### Data under study
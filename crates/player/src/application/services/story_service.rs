//! Story Service - Application service for the story API
//!
//! Typed wrapper over [`RawApiPort`] for the engine's state, choice, save
//! and load endpoints.

use std::sync::Arc;

use serde::de::DeserializeOwned;
use serde::Serialize;

use rpgpt_domain::GameState;
use rpgpt_shared::{routes, ChoiceRequest, LoadRequest, LoadResponse};

use crate::ports::outbound::{ApiError, RawApiPort};

pub struct StoryService {
    api: Arc<dyn RawApiPort>,
}

impl StoryService {
    pub fn new(api: Arc<dyn RawApiPort>) -> Self {
        Self { api }
    }

    /// Current state held by the engine.
    pub async fn get_state(&self) -> Result<GameState, ApiError> {
        parse(self.api.get_json(routes::STATE).await?)
    }

    /// Submit one of the offered choices and get the next state.
    pub async fn submit_choice(&self, choice: &str) -> Result<GameState, ApiError> {
        let body = to_value(&ChoiceRequest::new(choice))?;
        parse(self.api.post_json(routes::CHOICE, &body).await?)
    }

    /// Full state export from the engine, history included.
    pub async fn export_state(&self) -> Result<GameState, ApiError> {
        parse(self.api.get_json(routes::SAVE).await?)
    }

    /// Replace the engine's state with `state` and return what it accepted.
    pub async fn import_state(&self, state: serde_json::Value) -> Result<GameState, ApiError> {
        let body = to_value(&LoadRequest::new(state))?;
        let response: LoadResponse = parse(self.api.post_json(routes::LOAD, &body).await?)?;
        tracing::info!(message = %response.message, "Engine accepted game state");
        Ok(response.game_state)
    }
}

fn to_value<T: Serialize>(body: &T) -> Result<serde_json::Value, ApiError> {
    serde_json::to_value(body).map_err(|e| ApiError::SerializeError(e.to_string()))
}

fn parse<T: DeserializeOwned>(value: serde_json::Value) -> Result<T, ApiError> {
    serde_json::from_value(value).map_err(|e| ApiError::ParseError(e.to_string()))
}

#[cfg(test)]
mod tests {
    use super::*;
    use crate::ports::outbound::MockRawApiPort;
    use serde_json::json;

    fn service(api: MockRawApiPort) -> StoryService {
        StoryService::new(Arc::new(api))
    }

    #[tokio::test]
    async fn test_get_state() {
        let mut api = MockRawApiPort::new();
        api.expect_get_json()
            .withf(|path| path == "/api/state")
            .times(1)
            .returning(|_| Ok(serde_json::to_value(GameState::seed()).unwrap()));

        assert_eq!(service(api).get_state().await.unwrap(), GameState::seed());
    }

    #[tokio::test]
    async fn test_submit_choice_posts_choice_body() {
        let mut api = MockRawApiPort::new();
        api.expect_post_json()
            .withf(|path, body| path == "/api/choice" && *body == json!({ "choice": "Go north" }))
            .times(1)
            .returning(|_, _| {
                Ok(json!({ "content": "Hills.", "choices": ["Climb"], "history": [] }))
            });

        let state = service(api).submit_choice("Go north").await.unwrap();

        assert_eq!(state.content, "Hills.");
        assert_eq!(state.choices, vec!["Climb"]);
    }

    #[tokio::test]
    async fn test_engine_error_is_passed_through() {
        let mut api = MockRawApiPort::new();
        api.expect_post_json().times(1).returning(|_, _| {
            Err(ApiError::HttpError {
                status: 500,
                message: "Failed to generate response".into(),
            })
        });

        let err = service(api).submit_choice("Go north").await.unwrap_err();
        assert!(matches!(err, ApiError::HttpError { status: 500, .. }));
    }

    #[tokio::test]
    async fn test_unexpected_body_is_a_parse_error() {
        let mut api = MockRawApiPort::new();
        api.expect_get_json()
            .times(1)
            .returning(|_| Ok(json!({ "unexpected": true })));

        assert!(matches!(
            service(api).get_state().await,
            Err(ApiError::ParseError(_))
        ));
    }

    #[tokio::test]
    async fn test_export_reads_save_endpoint() {
        let mut api = MockRawApiPort::new();
        api.expect_get_json()
            .withf(|path| path == "/api/save")
            .times(1)
            .returning(|_| Ok(serde_json::to_value(GameState::seed()).unwrap()));

        assert_eq!(service(api).export_state().await.unwrap(), GameState::seed());
    }

    #[tokio::test]
    async fn test_import_wraps_state_and_unwraps_response() {
        let state = json!({ "content": "A cave.", "choices": ["Enter"], "history": [] });
        let expected_body = json!({ "state": state.clone() });
        let mut api = MockRawApiPort::new();
        api.expect_post_json()
            .withf(move |path, body| path == "/api/load" && *body == expected_body)
            .times(1)
            .returning(|_, body| {
                Ok(json!({
                    "message": "Game state loaded successfully",
                    "gameState": body["state"].clone()
                }))
            });

        let loaded = service(api).import_state(state).await.unwrap();
        assert_eq!(loaded.content, "A cave.");
    }
}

### Your objective
Look through the data above and return exactly the lines from the one that contains "state, choice, save" to the one that contains "let body = to_value(&LoadRequest::new(state))?;", inclusive, with nothing else.

### Answer to this task
//! Typed wrapper over [`RawApiPort`] for the engine's state, choice, save
//! and load endpoints.

use std::sync::Arc;

use serde::de::DeserializeOwned;
use serde::Serialize;

use rpgpt_domain::GameState;
use rpgpt_shared::{routes, ChoiceRequest, LoadRequest, LoadResponse};

use crate::ports::outbound::{ApiError, RawApiPort};

pub struct StoryService {
    api: Arc<dyn RawApiPort>,
}

impl StoryService {
    pub fn new(api: Arc<dyn RawApiPort>) -> Self {
        Self { api }
    }

    /// Current state held by the engine.
    pub async fn get_state(&self) -> Result<GameState, ApiError> {
        parse(self.api.get_json(routes::STATE).await?)
    }

    /// Submit one of the offered choices and get the next state.
    pub async fn submit_choice(&self, choice: &str) -> Result<GameState, ApiError> {
        let body = to_value(&ChoiceRequest::new(choice))?;
        parse(self.api.post_json(routes::CHOICE, &body).await?)
    }

    /// Full state export from the engine, history included.
    pub async fn export_state(&self) -> Result<GameState, ApiError> {
        parse(self.api.get_json(routes::SAVE).await?)
    }

    /// Replace the engine's state with `state` and return what it accepted.
    pub async fn import_state(&self, state: serde_json::Value) -> Result<GameState, ApiError> {
        let body = to_value(&LoadRequest::new(state))?;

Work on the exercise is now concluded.